[Records supplied Boundary: Start]

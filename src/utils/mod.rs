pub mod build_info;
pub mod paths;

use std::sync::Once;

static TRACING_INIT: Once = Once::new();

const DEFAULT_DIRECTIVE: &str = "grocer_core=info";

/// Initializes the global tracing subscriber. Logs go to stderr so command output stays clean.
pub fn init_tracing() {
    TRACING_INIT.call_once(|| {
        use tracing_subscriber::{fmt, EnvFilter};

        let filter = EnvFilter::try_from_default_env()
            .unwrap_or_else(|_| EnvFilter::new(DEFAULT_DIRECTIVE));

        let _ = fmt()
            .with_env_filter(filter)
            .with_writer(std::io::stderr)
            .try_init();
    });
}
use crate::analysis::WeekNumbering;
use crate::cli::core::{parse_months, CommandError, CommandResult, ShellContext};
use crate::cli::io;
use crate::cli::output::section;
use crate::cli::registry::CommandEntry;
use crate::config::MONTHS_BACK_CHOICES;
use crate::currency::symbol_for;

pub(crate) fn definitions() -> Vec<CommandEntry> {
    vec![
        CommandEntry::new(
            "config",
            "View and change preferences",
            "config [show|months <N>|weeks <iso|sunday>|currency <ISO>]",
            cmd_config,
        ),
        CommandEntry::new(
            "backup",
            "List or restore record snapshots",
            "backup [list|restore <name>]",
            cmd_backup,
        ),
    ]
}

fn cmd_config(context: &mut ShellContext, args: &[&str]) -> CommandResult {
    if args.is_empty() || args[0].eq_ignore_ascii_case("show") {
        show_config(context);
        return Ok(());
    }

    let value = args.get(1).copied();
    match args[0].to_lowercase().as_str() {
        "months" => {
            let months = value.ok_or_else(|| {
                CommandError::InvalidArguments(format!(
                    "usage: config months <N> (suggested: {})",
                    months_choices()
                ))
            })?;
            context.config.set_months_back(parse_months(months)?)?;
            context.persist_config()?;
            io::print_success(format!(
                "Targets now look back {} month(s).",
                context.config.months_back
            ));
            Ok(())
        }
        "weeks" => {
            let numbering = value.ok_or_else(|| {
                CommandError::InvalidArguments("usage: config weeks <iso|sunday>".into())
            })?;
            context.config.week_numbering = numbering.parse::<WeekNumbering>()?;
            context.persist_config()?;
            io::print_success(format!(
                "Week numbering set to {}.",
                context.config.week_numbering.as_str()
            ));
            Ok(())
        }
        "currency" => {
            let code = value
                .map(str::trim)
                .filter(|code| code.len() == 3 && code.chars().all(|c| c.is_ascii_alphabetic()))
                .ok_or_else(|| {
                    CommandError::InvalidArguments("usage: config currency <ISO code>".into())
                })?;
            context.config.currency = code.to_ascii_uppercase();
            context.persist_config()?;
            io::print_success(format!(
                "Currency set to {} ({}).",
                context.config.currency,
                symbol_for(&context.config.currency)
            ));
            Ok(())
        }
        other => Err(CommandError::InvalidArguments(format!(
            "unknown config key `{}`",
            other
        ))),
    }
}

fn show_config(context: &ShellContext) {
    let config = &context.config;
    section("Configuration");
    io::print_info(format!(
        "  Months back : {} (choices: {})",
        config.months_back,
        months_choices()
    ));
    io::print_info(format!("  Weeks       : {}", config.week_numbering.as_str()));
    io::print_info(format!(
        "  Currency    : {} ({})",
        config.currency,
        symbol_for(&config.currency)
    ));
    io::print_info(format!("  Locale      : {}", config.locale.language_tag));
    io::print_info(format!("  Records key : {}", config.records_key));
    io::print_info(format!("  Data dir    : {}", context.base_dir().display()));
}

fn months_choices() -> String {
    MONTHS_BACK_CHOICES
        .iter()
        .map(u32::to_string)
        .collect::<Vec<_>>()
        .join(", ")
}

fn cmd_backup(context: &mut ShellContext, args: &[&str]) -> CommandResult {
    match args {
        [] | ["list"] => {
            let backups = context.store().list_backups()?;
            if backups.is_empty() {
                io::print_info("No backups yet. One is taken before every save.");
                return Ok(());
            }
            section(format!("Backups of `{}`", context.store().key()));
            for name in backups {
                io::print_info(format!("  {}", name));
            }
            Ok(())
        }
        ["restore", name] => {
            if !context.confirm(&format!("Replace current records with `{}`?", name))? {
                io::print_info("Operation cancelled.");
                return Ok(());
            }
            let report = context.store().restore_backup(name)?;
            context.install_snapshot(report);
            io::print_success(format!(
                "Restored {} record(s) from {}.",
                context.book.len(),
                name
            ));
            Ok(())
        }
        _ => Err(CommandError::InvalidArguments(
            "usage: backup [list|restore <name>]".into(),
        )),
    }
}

[Records supplied Boundary: End]
[Records supplied Boundary: Start]

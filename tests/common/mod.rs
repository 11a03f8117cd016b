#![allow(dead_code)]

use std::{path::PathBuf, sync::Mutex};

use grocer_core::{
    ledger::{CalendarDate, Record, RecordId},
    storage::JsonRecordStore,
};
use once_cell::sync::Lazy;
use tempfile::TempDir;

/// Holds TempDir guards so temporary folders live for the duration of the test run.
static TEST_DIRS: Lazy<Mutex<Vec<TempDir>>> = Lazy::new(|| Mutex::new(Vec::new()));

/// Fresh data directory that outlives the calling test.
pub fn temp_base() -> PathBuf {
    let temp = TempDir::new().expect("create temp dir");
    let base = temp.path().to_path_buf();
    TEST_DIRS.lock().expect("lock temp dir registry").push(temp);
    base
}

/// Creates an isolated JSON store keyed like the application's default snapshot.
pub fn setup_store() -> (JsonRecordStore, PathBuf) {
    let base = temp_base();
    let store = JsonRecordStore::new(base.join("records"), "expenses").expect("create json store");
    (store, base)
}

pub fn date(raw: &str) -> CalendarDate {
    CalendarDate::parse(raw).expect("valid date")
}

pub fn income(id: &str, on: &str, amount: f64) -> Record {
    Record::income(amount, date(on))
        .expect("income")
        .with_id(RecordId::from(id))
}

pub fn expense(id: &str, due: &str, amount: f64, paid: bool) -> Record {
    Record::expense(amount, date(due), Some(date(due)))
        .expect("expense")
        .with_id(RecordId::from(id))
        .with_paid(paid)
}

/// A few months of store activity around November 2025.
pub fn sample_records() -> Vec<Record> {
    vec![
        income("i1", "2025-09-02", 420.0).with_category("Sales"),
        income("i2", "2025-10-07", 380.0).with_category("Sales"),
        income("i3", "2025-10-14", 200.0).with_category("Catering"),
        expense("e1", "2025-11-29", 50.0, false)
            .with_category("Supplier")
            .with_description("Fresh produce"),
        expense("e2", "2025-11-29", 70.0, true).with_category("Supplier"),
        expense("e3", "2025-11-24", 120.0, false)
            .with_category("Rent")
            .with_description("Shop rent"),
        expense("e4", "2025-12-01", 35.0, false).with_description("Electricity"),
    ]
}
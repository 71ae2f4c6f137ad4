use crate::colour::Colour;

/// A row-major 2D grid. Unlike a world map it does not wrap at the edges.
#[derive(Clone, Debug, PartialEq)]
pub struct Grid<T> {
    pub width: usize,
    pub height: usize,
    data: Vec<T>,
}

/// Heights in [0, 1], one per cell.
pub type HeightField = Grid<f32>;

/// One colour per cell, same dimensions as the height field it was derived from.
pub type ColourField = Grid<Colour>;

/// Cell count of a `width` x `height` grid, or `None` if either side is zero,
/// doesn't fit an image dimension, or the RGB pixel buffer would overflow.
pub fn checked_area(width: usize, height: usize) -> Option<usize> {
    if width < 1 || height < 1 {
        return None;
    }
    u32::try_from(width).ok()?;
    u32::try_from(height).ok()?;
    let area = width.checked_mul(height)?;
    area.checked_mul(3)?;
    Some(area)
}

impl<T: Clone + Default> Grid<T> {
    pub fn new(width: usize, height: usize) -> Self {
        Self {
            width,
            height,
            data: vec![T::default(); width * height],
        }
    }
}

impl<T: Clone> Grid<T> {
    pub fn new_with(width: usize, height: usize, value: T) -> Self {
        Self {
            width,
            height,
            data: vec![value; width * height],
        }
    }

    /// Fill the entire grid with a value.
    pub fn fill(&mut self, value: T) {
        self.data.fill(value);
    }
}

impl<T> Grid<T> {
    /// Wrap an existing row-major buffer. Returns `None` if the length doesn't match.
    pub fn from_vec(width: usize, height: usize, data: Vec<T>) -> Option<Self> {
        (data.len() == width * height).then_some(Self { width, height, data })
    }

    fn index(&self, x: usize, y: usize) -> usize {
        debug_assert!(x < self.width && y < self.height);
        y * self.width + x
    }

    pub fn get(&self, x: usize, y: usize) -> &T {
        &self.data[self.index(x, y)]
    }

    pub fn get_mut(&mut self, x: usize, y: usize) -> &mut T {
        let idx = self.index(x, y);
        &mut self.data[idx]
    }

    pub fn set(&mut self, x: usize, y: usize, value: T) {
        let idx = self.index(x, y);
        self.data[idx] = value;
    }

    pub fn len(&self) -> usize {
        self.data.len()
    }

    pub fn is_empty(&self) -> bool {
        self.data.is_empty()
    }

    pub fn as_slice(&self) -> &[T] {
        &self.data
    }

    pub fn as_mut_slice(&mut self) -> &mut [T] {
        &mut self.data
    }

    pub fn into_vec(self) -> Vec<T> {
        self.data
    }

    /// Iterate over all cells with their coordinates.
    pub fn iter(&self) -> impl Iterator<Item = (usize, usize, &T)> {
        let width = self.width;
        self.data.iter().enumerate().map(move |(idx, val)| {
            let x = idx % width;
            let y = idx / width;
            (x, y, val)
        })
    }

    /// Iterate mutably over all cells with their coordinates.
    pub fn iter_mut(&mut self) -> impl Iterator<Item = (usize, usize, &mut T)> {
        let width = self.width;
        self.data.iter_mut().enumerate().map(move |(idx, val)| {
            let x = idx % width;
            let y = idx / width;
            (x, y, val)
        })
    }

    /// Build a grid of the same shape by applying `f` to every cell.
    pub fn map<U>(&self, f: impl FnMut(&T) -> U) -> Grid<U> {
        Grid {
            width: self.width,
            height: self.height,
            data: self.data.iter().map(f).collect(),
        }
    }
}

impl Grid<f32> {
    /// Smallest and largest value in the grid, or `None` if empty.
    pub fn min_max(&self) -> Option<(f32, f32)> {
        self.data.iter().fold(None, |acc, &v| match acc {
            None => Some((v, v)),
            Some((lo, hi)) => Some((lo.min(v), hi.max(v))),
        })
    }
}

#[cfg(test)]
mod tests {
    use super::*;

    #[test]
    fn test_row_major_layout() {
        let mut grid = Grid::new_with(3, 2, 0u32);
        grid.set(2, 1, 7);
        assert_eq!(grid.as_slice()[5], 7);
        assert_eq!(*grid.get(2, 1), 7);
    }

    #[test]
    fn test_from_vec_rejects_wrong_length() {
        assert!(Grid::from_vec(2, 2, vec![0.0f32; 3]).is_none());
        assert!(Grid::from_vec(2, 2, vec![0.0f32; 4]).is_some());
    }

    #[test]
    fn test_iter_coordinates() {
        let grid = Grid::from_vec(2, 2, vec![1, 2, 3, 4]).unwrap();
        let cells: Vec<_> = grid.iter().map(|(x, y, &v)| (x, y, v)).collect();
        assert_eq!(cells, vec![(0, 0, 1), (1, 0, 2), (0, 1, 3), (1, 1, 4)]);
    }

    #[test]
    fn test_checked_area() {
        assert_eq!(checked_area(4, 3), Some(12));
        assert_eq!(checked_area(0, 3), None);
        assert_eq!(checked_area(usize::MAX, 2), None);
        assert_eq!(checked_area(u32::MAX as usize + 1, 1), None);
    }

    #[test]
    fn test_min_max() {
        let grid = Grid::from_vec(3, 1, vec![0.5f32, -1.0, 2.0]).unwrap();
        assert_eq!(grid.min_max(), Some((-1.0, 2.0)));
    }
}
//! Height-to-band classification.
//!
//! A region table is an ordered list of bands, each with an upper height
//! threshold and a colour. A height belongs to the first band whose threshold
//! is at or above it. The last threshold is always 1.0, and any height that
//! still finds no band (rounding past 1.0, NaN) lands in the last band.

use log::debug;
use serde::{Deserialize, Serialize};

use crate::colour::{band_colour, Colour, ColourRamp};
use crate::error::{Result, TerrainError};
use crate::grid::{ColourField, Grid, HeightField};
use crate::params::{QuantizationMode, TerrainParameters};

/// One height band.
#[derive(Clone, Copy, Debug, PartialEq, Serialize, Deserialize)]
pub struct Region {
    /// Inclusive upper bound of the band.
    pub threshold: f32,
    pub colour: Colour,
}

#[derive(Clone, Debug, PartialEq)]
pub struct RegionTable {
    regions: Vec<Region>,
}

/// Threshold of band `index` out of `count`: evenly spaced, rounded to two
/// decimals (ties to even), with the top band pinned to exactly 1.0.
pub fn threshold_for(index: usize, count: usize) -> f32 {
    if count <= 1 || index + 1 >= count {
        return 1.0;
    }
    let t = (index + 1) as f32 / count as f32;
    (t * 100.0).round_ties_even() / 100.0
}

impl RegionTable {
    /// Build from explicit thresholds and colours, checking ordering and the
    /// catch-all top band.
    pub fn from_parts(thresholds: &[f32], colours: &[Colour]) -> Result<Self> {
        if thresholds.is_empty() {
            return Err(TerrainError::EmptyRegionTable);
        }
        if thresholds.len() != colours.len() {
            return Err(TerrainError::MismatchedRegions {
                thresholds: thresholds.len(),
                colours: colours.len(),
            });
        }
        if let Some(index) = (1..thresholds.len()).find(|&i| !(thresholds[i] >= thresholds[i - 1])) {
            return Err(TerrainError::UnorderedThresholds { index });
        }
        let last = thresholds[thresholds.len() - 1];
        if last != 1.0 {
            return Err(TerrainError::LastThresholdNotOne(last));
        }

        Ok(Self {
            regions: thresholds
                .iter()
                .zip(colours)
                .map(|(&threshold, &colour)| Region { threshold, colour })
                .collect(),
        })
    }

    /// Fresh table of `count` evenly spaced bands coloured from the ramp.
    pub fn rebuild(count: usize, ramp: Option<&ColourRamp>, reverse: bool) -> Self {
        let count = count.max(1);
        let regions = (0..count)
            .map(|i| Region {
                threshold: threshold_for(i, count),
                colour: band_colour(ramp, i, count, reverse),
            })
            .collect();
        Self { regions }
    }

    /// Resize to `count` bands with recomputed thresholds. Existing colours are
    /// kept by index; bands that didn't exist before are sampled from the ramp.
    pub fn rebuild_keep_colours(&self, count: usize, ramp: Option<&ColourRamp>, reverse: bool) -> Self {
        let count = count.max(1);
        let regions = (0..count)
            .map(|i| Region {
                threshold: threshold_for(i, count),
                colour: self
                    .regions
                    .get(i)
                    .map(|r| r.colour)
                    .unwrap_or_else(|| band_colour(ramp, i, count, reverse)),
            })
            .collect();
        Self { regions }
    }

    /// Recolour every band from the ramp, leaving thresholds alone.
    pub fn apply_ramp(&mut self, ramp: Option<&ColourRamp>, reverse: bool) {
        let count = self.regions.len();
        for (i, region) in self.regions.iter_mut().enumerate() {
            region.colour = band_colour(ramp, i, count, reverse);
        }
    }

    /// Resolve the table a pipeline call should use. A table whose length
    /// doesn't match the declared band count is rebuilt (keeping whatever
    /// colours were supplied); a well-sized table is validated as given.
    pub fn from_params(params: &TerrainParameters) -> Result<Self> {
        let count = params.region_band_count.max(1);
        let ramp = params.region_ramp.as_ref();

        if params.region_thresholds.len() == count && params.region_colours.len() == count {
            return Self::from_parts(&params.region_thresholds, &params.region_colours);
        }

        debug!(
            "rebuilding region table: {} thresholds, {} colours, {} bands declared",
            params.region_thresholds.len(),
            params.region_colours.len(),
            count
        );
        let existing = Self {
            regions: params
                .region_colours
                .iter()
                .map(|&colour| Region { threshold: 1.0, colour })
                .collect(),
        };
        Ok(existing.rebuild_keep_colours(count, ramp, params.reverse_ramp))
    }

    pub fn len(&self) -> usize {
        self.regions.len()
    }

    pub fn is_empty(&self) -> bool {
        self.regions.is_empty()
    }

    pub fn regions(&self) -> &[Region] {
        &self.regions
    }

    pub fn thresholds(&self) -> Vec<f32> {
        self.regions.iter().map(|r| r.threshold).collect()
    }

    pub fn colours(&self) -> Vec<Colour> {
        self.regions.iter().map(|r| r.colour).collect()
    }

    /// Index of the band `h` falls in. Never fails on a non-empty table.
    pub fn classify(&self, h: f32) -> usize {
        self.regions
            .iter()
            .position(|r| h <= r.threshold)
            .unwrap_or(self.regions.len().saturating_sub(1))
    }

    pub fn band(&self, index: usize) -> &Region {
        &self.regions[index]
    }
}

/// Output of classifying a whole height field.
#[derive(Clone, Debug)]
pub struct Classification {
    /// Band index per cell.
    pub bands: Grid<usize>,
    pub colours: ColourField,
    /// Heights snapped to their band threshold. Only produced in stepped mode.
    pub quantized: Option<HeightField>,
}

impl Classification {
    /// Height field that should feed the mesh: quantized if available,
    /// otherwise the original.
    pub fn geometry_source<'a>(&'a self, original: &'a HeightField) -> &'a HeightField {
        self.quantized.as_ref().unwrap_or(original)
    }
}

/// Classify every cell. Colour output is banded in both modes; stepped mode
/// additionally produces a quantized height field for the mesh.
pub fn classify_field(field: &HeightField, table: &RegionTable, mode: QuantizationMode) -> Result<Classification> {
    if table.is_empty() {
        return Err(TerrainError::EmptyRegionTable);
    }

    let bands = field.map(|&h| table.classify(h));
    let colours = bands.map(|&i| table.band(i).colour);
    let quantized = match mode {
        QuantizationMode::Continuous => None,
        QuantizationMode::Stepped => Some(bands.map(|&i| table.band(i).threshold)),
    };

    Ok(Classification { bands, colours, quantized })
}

[Records supplied Boundary: End]

Assignment:
In the listing above, find the line containing "filename src/utils/mod.rs" and the line containing "now look back", then retype both and every line between them exactly, with nothing else.

Output of the task:
filename src/utils/mod.rs
pub mod build_info;
pub mod paths;

use std::sync::Once;

static TRACING_INIT: Once = Once::new();

const DEFAULT_DIRECTIVE: &str = "grocer_core=info";

/// Initializes the global tracing subscriber. Logs go to stderr so command output stays clean.
pub fn init_tracing() {
    TRACING_INIT.call_once(|| {
        use tracing_subscriber::{fmt, EnvFilter};

        let filter = EnvFilter::try_from_default_env()
            .unwrap_or_else(|_| EnvFilter::new(DEFAULT_DIRECTIVE));

        let _ = fmt()
            .with_env_filter(filter)
            .with_writer(std::io::stderr)
            .try_init();
    });
}
use crate::analysis::WeekNumbering;
use crate::cli::core::{parse_months, CommandError, CommandResult, ShellContext};
use crate::cli::io;
use crate::cli::output::section;
use crate::cli::registry::CommandEntry;
use crate::config::MONTHS_BACK_CHOICES;
use crate::currency::symbol_for;

pub(crate) fn definitions() -> Vec<CommandEntry> {
    vec![
        CommandEntry::new(
            "config",
            "View and change preferences",
            "config [show|months <N>|weeks <iso|sunday>|currency <ISO>]",
            cmd_config,
        ),
        CommandEntry::new(
            "backup",
            "List or restore record snapshots",
            "backup [list|restore <name>]",
            cmd_backup,
        ),
    ]
}

fn cmd_config(context: &mut ShellContext, args: &[&str]) -> CommandResult {
    if args.is_empty() || args[0].eq_ignore_ascii_case("show") {
        show_config(context);
        return Ok(());
    }

    let value = args.get(1).copied();
    match args[0].to_lowercase().as_str() {
        "months" => {
            let months = value.ok_or_else(|| {
                CommandError::InvalidArguments(format!(
                    "usage: config months <N> (suggested: {})",
                    months_choices()
                ))
            })?;
            context.config.set_months_back(parse_months(months)?)?;
            context.persist_config()?;
            io::print_success(format!(
                "Targets now look back {} month(s).",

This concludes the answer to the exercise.